Chegaram a um comum acordo, um valor de entrada, cerca de 20% do imóvel, e o restante a ser pago na aprovação do financiamento, e um requisito importante – grave isto – com a entrega das chaves na data do pagamento de entrada. A entrada passou a ser depositada, o casal tinha pressa para se mudar, pegaram as chaves e desde então nunca realizaram o financiamento.

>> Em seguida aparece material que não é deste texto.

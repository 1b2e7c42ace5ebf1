//! Run lifecycle controller.
//!
//! Turns UI commands into orchestrator calls, keeping each run on its own task so the UI
//! loop never waits on the pipeline, and reports outcomes back to presentation layers.

use super::Orchestrator;
use crate::model::{JobSettings, RunOutcome, RunState};
use anyhow::Result;
use std::sync::Arc;
use tokio::sync::mpsc::{UnboundedReceiver, UnboundedSender};
use tokio::task::{JoinError, JoinSet};

/// Commands emitted by UI layers.
#[derive(Debug, Clone)]
pub enum UiCommand {
    Start(JobSettings),
    Stop,
    Quit,
}

/// Notifications for presentation layers. Log and table changes are observed through
/// [`Orchestrator::subscribe`] instead.
#[derive(Debug, Clone, PartialEq, Eq)]
pub enum ControllerEvent {
    RunFinished(RunOutcome),
}

/// Serve UI commands until `Quit` or until every command sender is gone.
pub async fn run_controller(
    orchestrator: Arc<Orchestrator>,
    mut cmd_rx: UnboundedReceiver<UiCommand>,
    event_tx: UnboundedSender<ControllerEvent>,
) -> Result<()> {
    let mut runs: JoinSet<RunOutcome> = JoinSet::new();

    loop {
        tokio::select! {
            cmd = cmd_rx.recv() => match cmd {
                Some(UiCommand::Start(settings)) => {
                    let orchestrator = orchestrator.clone();
                    runs.spawn(async move { orchestrator.start(&settings).await });
                }
                Some(UiCommand::Stop) => orchestrator.stop(),
                Some(UiCommand::Quit) | None => break,
            },
            // Only polled while something is in flight; an empty JoinSet resolves immediately.
            Some(joined) = runs.join_next(), if !runs.is_empty() => {
                report(&event_tx, joined);
            }
        }
    }

    // Quit waits for in-flight runs so their final state is settled before returning.
    if orchestrator.state() == RunState::Running {
        orchestrator.stop();
    }
    while let Some(joined) = runs.join_next().await {
        report(&event_tx, joined);
    }
    Ok(())
}

fn report(event_tx: &UnboundedSender<ControllerEvent>, joined: Result<RunOutcome, JoinError>) {
    let outcome = match joined {
        Ok(outcome) => outcome,
        Err(e) => RunOutcome::Failed {
            reason: format!("run task failed: {e}"),
        },
    };
    tracing::debug!(?outcome, "run finished");
    let _ = event_tx.send(ControllerEvent::RunFinished(outcome));
}

#[cfg(test)]
mod tests {
    use super::*;
    use crate::model::{ConversionEvent, Outcome};
    use crate::pipeline::ScriptedPipeline;
    use tokio::sync::mpsc;

    fn settings() -> JobSettings {
        JobSettings {
            input_folder: "/in".into(),
            output_folder: "/out".into(),
            dry_run: true,
            ..Default::default()
        }
    }

    #[tokio::test]
    async fn start_reports_outcome() {
        let pipeline = ScriptedPipeline::new([ConversionEvent::new("a.mov", Outcome::Probed)]);
        let orch = Arc::new(Orchestrator::new(Arc::new(pipeline)));
        let (cmd_tx, cmd_rx) = mpsc::unbounded_channel();
        let (evt_tx, mut evt_rx) = mpsc::unbounded_channel();
        let controller = tokio::spawn(run_controller(orch.clone(), cmd_rx, evt_tx));

        cmd_tx.send(UiCommand::Start(settings())).unwrap();
        assert_eq!(
            evt_rx.recv().await,
            Some(ControllerEvent::RunFinished(RunOutcome::Completed { files: 1 }))
        );

        cmd_tx.send(UiCommand::Quit).unwrap();
        controller.await.unwrap().unwrap();
        assert_eq!(orch.state(), RunState::Completed);
    }

    #[tokio::test]
    async fn quit_stops_active_run() {
        let (pipeline, _feeder) = ScriptedPipeline::live();
        let orch = Arc::new(Orchestrator::new(Arc::new(pipeline)));
        let (cmd_tx, cmd_rx) = mpsc::unbounded_channel();
        let (evt_tx, mut evt_rx) = mpsc::unbounded_channel();
        let controller = tokio::spawn(run_controller(orch.clone(), cmd_rx, evt_tx));

        let mut rev = orch.subscribe();
        cmd_tx.send(UiCommand::Start(settings())).unwrap();
        while orch.state() != RunState::Running {
            rev.changed().await.unwrap();
        }

        cmd_tx.send(UiCommand::Quit).unwrap();
        controller.await.unwrap().unwrap();
        assert_eq!(orch.state(), RunState::Idle);
        assert_eq!(
            evt_rx.recv().await,
            Some(ControllerEvent::RunFinished(RunOutcome::Stopped))
        );
    }
}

Foi só aí, que a dona do imóvel procurou auxílio jurídico. Moveu o processo, mas não aprovou o trabalho do advogado, trocou de advogado, tempos depois, percebeu que também não era um especialista. O problema é que a batalha já havia sido iniciada, a primeira audiência já havia sido realizada, e as perpectivas eram as piores possíveis.
Foi quando a proprietária nos encontrou, abalada em sua saúde física e mental, pedindo socorro. Ao ser atendida pelo Dr. Cassiano Souza Ferrari, a proprietária relatou todo o acontecimento, e após a assinatura do contrato e da procuração, os trabalhos logo começaram a andar.
QUANDO OS VENTOS MUDARAM
Com estratégia única, argumentação irrepreensível e postura firme, o processo passou a ganhar novos contornos. Agora, não se tratava mais de uma credora tentando reconhecer a falta de um pagamento de uma devedora, pedindo encarecidamente que realizasse o financiamento… Agora era uma proprietária, dona legítima de seu imóvel, herança de seus pais, exigindo a desocupação urgente do imóvel.
A batalha foi grande, do outro lado também haviam excelentes advogados, mas logo, a primeira decisão saiu: VITÓRIA EM PRIMEIRO GRAU, SENTENÇA PROCEDENTE.
Irresignados, e tentando morar o máximo que poderiam naquele imóvel, os réus entraram com recurso – A batalha se extende por mais alguns meses. Mas o trabalho técnico, exercido de forma ímpar, cumulado com despacho aos desembargadores, sustentação oral, e muita dedicação não poderiam entregar resultado diferente: VITÓRIA EM SEGUNDO GRAU, ACÓRDÃO MANDANDO DESOCUPAR O IMÓVEL EM 30 DIAS.
FICA O ALERTA
Hoje, o imóvel já se encontra em posse da proprietária, e fica o alerta: Quando decidir comprar ou vender um imóvel, contrate um advogado especialista, não arrisque seu sonho em uma armadilha contratual.
Toda essa dor poderia ter sido evitada, pois, o advogado redigiria os termos do contrato, indicaria o momento de cada ato, realizaria os devidos registros e sem dúvida, custaria pelo menos 10 vezes menos que a ação judicial.